[Stored data]
------------
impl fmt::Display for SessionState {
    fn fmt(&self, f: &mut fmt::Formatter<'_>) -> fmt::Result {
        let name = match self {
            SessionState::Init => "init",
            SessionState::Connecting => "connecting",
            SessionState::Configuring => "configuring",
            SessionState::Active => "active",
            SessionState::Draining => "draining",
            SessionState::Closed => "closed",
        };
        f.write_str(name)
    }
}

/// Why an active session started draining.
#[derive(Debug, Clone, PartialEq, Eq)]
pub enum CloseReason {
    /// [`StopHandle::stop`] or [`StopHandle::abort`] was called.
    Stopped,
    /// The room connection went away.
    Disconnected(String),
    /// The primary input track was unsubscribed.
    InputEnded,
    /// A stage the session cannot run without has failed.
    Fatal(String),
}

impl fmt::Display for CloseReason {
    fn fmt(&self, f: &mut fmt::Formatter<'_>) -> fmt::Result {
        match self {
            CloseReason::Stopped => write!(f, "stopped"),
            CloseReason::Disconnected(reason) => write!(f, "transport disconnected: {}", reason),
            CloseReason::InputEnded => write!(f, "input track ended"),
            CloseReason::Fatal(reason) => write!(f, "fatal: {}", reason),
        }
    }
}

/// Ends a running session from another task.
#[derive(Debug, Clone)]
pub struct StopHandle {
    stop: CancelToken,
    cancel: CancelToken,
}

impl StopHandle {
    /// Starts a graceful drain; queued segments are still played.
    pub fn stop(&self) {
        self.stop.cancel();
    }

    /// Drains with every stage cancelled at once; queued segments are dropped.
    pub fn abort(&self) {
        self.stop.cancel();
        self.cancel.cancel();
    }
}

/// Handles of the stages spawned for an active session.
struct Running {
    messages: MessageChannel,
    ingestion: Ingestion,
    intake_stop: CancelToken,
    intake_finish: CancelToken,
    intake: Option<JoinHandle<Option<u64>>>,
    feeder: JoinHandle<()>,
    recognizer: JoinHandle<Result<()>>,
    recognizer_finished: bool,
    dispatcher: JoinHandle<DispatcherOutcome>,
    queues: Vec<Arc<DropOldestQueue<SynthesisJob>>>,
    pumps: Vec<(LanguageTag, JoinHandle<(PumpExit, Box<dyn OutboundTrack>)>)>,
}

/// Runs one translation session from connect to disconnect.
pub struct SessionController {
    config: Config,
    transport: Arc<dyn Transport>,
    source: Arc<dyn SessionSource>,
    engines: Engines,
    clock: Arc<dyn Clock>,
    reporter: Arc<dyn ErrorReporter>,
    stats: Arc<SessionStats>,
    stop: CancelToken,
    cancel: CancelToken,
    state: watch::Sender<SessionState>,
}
------------
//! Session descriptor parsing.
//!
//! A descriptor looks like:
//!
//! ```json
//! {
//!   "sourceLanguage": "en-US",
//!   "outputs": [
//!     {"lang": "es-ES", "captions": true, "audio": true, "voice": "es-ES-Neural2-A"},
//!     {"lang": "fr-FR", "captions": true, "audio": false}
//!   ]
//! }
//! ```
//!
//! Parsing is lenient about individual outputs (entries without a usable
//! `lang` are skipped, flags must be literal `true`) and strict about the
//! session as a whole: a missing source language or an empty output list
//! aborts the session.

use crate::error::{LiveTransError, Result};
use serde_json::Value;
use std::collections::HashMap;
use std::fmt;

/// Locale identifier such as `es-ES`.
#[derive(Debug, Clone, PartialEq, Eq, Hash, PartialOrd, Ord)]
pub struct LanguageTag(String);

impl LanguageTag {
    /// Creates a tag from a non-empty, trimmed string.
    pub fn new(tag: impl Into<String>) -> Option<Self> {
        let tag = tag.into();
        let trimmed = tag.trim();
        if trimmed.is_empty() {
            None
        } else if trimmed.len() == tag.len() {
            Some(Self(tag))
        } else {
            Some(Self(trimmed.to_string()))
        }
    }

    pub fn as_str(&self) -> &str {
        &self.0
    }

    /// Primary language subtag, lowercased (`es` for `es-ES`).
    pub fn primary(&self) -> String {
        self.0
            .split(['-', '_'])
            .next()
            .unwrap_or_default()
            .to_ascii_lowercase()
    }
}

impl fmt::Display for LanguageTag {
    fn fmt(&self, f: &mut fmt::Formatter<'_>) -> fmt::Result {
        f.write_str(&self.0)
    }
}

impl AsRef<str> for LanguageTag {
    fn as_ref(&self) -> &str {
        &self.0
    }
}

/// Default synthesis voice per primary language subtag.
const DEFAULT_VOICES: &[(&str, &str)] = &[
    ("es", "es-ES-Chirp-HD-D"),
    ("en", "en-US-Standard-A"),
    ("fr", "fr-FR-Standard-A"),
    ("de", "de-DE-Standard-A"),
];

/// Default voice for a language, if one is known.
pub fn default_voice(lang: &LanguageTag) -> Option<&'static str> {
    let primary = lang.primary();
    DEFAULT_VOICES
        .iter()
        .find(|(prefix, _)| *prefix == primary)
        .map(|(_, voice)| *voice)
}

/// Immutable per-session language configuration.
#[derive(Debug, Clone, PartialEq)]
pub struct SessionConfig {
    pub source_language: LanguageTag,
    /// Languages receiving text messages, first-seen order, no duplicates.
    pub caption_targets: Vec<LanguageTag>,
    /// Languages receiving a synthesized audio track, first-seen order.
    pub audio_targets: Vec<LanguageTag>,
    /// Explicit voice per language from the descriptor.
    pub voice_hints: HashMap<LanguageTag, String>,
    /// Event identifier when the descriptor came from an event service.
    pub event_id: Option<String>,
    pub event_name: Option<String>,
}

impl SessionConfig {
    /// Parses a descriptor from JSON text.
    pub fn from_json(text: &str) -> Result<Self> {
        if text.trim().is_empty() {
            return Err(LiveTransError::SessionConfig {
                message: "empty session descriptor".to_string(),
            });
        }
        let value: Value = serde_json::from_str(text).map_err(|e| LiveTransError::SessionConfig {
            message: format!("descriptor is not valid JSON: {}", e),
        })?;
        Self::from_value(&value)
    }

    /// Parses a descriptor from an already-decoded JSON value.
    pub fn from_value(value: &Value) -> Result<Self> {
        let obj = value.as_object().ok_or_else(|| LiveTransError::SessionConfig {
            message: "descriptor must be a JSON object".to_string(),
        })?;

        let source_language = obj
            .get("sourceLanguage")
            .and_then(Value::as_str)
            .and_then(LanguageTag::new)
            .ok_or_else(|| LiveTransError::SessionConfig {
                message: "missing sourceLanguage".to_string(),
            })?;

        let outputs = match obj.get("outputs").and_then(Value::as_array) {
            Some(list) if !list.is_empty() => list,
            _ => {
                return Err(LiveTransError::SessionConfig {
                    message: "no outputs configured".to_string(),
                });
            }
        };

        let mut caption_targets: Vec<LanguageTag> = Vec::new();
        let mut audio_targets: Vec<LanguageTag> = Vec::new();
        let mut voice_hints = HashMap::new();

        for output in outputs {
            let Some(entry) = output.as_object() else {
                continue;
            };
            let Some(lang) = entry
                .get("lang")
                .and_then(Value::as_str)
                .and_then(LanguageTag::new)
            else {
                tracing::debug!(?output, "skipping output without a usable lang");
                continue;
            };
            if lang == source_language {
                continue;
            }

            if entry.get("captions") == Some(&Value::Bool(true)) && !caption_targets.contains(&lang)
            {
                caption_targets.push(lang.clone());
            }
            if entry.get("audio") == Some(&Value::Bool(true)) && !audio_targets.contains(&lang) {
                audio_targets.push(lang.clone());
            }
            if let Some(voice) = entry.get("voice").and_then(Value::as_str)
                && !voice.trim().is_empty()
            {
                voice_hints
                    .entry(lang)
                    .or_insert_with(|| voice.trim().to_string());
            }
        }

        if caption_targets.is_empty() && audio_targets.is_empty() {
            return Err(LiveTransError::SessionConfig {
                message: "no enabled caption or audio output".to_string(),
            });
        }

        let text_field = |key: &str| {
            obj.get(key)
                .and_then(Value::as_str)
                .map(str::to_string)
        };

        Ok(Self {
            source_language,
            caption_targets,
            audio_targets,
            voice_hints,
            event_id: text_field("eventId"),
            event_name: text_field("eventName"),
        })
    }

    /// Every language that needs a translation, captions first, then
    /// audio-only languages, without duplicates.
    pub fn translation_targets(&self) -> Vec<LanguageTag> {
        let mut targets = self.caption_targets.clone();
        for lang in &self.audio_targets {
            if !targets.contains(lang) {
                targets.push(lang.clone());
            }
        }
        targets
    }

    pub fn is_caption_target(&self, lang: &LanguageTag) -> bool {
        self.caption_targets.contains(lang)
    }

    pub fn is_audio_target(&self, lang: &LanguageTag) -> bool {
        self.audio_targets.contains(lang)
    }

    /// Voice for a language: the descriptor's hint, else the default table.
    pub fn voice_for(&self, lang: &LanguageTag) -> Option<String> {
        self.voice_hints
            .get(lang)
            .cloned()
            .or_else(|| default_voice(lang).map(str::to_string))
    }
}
------------
■ **Problem description**: Please copy, exactly and with nothing else, the lines above beginning at the line that has "impl fmt::Display for SessionState" and ending with the line that has "impl fmt::Display for CloseReason".

■ **Expected answer**:
impl fmt::Display for SessionState {
    fn fmt(&self, f: &mut fmt::Formatter<'_>) -> fmt::Result {
        let name = match self {
            SessionState::Init => "init",
            SessionState::Connecting => "connecting",
            SessionState::Configuring => "configuring",
            SessionState::Active => "active",
            SessionState::Draining => "draining",
            SessionState::Closed => "closed",
        };
        f.write_str(name)
    }
}

/// Why an active session started draining.
#[derive(Debug, Clone, PartialEq, Eq)]
pub enum CloseReason {
    /// [`StopHandle::stop`] or [`StopHandle::abort`] was called.
    Stopped,
    /// The room connection went away.
    Disconnected(String),
    /// The primary input track was unsubscribed.
    InputEnded,
    /// A stage the session cannot run without has failed.
    Fatal(String),
}

impl fmt::Display for CloseReason {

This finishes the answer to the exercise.